Exercise directions
Count, in the data that follows, every line with the string "Meetup", and give that count as the whole reply.

--------

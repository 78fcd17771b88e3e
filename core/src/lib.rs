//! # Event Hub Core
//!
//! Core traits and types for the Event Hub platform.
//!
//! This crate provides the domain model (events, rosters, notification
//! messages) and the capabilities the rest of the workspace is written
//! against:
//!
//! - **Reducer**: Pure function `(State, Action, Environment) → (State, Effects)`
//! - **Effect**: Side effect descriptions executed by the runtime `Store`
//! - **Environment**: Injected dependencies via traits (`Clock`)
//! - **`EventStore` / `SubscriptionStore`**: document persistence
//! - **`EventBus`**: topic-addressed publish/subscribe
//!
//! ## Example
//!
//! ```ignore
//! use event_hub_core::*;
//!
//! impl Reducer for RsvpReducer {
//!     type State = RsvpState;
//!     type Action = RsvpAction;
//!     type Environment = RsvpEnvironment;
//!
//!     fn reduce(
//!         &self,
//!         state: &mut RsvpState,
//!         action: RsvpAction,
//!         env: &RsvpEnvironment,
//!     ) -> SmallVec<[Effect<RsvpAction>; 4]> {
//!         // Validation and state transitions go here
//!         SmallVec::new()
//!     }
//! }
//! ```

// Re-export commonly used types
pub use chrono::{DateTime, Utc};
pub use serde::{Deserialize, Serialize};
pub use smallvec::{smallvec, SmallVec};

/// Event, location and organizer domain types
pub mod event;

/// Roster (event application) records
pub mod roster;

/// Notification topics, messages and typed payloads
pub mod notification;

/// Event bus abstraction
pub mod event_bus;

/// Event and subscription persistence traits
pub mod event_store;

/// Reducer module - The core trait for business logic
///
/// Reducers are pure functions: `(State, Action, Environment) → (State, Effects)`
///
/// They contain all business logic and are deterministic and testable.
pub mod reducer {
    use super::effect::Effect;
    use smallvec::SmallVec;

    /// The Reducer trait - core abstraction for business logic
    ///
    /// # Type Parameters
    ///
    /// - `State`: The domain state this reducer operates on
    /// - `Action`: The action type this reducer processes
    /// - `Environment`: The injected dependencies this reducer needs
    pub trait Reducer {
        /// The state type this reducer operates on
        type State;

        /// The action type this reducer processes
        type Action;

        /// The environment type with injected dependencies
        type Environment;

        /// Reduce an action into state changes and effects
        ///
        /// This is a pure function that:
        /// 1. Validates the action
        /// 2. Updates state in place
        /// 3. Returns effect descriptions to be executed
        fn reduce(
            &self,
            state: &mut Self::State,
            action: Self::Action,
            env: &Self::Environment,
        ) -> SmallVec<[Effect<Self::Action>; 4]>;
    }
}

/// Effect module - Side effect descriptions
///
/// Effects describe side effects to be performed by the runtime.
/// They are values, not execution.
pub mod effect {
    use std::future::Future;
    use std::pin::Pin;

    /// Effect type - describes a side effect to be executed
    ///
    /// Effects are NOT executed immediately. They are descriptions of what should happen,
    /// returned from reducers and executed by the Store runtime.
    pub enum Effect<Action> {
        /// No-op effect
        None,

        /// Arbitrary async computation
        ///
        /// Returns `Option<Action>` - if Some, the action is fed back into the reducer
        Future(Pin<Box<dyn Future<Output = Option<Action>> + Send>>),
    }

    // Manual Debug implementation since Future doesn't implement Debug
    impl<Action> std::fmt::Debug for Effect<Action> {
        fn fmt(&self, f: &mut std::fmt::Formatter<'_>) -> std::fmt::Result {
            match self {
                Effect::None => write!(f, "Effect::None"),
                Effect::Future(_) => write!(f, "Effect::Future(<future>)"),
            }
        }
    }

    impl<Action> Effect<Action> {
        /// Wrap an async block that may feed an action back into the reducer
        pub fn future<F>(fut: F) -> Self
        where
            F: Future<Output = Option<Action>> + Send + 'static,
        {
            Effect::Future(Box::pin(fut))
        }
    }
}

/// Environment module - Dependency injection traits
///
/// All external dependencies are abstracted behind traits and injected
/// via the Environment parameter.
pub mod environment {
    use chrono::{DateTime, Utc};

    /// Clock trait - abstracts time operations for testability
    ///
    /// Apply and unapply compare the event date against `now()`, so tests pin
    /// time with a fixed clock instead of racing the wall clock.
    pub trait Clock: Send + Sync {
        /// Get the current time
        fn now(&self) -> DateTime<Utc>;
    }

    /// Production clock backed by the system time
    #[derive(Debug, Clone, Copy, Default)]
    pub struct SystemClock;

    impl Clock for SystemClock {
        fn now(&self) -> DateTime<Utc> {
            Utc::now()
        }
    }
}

--------

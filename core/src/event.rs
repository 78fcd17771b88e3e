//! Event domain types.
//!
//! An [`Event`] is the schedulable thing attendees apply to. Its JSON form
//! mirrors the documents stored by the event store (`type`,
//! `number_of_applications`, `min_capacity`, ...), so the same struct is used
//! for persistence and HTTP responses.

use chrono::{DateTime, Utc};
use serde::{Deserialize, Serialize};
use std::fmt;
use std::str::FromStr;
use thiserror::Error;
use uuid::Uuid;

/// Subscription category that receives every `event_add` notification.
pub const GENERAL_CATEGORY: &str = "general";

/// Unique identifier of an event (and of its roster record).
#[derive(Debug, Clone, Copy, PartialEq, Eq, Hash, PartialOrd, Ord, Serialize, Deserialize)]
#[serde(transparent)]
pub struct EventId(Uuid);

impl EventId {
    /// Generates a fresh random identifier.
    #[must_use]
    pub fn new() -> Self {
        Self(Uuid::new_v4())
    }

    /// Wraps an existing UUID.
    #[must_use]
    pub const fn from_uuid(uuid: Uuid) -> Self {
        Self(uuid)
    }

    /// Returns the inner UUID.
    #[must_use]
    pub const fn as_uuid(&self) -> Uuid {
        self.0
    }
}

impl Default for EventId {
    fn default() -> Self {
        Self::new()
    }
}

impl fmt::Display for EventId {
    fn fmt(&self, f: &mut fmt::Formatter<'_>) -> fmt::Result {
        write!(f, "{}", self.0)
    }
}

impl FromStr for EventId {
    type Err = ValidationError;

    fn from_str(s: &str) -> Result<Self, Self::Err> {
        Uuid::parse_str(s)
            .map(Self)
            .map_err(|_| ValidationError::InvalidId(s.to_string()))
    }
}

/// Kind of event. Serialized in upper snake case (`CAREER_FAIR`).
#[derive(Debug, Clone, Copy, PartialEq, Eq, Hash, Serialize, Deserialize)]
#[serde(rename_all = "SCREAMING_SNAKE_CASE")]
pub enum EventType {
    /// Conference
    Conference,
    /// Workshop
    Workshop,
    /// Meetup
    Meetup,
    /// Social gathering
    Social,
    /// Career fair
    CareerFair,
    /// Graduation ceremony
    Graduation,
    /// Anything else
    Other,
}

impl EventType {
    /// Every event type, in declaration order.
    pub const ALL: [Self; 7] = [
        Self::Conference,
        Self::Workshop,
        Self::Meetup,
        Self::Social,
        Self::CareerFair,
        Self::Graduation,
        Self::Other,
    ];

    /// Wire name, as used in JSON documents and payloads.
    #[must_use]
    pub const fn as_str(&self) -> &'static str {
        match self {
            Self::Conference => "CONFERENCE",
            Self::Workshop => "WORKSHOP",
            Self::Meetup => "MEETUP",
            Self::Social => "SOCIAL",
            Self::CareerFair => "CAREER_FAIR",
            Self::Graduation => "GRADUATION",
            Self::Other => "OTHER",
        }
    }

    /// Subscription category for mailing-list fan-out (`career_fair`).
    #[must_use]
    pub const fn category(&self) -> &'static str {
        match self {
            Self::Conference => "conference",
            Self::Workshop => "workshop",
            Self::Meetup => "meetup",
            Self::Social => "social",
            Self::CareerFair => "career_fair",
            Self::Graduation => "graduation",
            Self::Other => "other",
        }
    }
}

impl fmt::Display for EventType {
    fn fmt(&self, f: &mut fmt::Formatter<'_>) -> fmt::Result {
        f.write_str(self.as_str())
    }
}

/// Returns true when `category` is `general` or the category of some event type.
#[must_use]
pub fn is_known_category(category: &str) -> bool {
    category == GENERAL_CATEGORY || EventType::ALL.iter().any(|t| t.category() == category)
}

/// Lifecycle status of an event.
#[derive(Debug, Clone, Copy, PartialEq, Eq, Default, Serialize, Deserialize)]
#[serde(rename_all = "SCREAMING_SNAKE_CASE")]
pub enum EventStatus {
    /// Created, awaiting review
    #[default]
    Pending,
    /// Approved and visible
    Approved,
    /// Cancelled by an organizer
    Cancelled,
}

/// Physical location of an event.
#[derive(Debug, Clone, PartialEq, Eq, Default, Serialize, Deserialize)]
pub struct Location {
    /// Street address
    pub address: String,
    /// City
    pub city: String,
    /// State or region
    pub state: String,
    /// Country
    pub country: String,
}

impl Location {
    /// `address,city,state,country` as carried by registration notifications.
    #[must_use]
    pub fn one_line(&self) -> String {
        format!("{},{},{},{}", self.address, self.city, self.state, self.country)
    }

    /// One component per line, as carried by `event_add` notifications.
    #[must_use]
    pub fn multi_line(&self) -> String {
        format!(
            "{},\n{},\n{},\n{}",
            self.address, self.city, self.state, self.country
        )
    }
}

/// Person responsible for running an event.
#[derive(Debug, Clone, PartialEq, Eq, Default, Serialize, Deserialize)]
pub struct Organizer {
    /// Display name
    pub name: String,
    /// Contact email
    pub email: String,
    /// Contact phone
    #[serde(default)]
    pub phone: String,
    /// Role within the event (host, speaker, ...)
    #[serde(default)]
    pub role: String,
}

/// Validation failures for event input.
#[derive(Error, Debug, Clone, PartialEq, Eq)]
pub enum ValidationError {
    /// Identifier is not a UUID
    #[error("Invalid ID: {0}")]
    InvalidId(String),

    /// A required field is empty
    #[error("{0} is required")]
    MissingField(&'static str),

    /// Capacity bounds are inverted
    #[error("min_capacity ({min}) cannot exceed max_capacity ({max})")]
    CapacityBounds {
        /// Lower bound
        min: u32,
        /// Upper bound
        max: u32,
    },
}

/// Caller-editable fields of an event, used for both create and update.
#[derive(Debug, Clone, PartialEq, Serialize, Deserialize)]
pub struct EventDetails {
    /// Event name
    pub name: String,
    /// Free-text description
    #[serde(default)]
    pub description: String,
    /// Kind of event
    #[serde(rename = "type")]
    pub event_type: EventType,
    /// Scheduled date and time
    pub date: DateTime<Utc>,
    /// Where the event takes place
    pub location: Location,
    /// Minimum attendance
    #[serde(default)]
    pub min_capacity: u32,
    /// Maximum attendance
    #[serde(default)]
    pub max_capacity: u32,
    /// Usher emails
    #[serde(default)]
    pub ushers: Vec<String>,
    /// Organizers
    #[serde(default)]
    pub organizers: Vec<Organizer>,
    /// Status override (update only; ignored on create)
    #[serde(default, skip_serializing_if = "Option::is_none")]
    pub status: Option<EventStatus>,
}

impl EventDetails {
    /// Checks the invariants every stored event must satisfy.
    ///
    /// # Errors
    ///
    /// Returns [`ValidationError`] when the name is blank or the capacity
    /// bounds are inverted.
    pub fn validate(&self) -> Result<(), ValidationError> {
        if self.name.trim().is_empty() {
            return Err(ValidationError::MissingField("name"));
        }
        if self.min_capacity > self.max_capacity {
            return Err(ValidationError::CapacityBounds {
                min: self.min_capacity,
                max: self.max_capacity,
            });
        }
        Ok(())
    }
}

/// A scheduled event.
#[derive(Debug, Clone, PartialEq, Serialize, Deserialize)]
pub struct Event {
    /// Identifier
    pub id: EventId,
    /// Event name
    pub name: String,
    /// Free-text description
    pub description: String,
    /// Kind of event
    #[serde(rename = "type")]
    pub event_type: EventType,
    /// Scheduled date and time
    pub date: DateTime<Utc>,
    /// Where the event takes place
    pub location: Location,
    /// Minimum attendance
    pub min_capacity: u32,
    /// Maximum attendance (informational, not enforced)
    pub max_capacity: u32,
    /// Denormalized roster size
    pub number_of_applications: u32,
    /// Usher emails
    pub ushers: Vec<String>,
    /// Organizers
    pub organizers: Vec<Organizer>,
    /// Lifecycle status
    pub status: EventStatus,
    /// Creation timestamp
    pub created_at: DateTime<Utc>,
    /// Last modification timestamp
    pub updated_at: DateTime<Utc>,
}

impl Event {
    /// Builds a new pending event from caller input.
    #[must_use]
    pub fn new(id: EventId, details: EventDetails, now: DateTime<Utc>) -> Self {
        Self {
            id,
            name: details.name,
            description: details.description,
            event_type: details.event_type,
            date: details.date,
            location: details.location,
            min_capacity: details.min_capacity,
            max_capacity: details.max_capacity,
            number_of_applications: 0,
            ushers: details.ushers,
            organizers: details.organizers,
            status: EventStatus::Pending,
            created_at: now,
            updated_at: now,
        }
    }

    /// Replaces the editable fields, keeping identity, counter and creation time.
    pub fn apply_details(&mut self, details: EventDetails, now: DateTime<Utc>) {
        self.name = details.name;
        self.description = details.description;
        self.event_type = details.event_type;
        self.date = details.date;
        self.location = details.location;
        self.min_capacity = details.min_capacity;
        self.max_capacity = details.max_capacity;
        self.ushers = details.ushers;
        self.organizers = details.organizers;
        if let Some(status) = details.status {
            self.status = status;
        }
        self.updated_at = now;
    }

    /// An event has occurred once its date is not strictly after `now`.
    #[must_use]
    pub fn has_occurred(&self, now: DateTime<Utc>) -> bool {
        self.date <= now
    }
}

--------

Result
5